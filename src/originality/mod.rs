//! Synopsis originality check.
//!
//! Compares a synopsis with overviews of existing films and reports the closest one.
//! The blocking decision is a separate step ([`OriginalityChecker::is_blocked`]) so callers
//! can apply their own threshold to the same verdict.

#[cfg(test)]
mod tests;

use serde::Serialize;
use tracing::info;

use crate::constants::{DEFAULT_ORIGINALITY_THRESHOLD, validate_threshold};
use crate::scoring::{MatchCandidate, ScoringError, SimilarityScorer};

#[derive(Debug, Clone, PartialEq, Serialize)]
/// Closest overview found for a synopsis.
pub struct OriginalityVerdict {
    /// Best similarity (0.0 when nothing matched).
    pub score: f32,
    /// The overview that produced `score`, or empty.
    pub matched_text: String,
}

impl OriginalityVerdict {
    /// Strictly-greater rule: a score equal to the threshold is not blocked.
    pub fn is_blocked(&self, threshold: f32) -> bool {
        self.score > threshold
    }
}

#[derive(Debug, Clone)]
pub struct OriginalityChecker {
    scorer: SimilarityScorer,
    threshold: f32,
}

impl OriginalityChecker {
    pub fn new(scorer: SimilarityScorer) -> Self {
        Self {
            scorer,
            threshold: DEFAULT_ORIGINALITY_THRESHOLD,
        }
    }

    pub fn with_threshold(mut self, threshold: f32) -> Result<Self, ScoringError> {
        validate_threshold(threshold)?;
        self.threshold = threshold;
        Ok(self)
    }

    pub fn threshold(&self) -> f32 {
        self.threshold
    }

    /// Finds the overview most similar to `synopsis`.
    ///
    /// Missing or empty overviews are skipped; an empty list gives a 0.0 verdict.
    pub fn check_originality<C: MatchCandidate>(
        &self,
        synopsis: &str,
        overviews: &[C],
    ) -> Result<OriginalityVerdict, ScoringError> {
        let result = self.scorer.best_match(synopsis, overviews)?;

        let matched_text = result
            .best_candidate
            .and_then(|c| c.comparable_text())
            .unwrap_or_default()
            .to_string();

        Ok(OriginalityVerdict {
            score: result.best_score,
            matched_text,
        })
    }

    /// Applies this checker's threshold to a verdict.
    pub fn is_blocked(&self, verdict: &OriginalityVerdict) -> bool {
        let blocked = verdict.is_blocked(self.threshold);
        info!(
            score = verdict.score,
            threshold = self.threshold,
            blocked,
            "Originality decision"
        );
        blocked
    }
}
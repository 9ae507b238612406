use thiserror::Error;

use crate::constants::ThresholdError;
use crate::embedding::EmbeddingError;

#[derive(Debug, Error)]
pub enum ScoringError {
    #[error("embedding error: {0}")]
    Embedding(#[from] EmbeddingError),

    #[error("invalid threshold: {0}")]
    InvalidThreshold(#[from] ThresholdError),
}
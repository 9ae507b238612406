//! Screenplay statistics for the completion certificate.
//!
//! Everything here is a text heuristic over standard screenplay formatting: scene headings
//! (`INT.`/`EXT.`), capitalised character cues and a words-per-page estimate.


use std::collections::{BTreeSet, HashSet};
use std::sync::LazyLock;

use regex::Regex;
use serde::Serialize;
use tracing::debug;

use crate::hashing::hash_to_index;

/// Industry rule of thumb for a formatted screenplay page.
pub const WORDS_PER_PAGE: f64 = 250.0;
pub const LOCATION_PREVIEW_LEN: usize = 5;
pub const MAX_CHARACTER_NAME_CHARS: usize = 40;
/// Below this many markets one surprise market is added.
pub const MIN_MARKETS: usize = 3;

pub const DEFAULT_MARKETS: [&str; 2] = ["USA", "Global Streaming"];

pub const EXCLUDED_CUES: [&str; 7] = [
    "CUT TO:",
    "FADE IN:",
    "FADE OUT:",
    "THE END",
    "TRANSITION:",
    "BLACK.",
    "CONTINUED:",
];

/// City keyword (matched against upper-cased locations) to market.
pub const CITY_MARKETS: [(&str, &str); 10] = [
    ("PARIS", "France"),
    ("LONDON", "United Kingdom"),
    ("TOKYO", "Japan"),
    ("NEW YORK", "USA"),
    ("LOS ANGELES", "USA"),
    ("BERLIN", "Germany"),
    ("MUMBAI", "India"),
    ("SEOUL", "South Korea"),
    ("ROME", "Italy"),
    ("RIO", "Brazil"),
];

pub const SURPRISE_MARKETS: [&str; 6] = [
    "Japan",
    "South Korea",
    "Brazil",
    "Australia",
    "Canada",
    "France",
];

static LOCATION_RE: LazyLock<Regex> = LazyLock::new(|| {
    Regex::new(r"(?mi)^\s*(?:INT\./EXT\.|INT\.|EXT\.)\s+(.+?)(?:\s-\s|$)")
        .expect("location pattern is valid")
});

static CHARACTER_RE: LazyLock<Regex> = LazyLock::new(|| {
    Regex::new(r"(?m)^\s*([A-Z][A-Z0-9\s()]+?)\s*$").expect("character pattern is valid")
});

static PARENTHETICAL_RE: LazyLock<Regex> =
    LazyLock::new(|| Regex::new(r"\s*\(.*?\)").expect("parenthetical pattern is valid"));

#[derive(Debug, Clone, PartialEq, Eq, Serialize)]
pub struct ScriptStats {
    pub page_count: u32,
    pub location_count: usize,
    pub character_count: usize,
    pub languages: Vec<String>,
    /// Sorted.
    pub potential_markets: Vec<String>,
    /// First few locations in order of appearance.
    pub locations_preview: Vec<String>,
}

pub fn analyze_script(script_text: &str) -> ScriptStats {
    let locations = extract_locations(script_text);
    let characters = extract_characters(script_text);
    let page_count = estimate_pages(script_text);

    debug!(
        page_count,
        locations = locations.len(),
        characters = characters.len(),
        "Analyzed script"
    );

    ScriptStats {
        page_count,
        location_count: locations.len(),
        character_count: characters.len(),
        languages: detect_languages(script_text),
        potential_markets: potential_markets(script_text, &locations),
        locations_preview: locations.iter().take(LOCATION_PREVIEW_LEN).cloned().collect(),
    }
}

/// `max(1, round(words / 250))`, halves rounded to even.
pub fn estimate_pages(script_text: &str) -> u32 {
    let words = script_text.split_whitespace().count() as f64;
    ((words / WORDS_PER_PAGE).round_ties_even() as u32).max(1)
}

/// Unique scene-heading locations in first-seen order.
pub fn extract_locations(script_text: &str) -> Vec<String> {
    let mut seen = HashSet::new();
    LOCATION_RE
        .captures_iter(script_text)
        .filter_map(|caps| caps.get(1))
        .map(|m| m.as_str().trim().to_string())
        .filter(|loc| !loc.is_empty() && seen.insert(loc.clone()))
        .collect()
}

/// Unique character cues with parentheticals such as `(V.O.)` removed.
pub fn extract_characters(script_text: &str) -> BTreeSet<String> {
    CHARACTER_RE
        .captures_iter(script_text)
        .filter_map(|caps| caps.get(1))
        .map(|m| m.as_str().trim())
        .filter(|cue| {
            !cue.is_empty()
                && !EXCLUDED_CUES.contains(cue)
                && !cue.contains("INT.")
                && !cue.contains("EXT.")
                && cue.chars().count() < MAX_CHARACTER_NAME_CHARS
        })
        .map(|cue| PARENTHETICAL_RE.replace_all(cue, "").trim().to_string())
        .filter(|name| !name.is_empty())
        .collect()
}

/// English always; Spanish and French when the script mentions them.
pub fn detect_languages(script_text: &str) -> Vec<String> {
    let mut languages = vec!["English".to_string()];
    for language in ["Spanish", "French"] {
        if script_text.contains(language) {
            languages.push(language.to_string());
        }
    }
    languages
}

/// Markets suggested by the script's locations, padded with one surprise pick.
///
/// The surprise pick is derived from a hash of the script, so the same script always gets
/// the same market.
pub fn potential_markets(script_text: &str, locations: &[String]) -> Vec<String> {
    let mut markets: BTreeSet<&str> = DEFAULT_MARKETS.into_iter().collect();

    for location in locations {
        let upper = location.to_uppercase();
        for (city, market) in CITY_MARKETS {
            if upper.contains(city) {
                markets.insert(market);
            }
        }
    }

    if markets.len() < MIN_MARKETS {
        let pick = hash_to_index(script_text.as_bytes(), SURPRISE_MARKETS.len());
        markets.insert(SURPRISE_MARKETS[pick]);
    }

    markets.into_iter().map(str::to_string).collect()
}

....

## Activity
Print exactly and only the lines that start at the line with "let mut markets: BTreeSet<&str>" and run through the end of the listing above.

## Exercise solution
    let mut markets: BTreeSet<&str> = DEFAULT_MARKETS.into_iter().collect();

    for location in locations {
        let upper = location.to_uppercase();
        for (city, market) in CITY_MARKETS {
            if upper.contains(city) {
                markets.insert(market);
            }
        }
    }

    if markets.len() < MIN_MARKETS {
        let pick = hash_to_index(script_text.as_bytes(), SURPRISE_MARKETS.len());
        markets.insert(SURPRISE_MARKETS[pick]);
    }

    markets.into_iter().map(str::to_string).collect()
}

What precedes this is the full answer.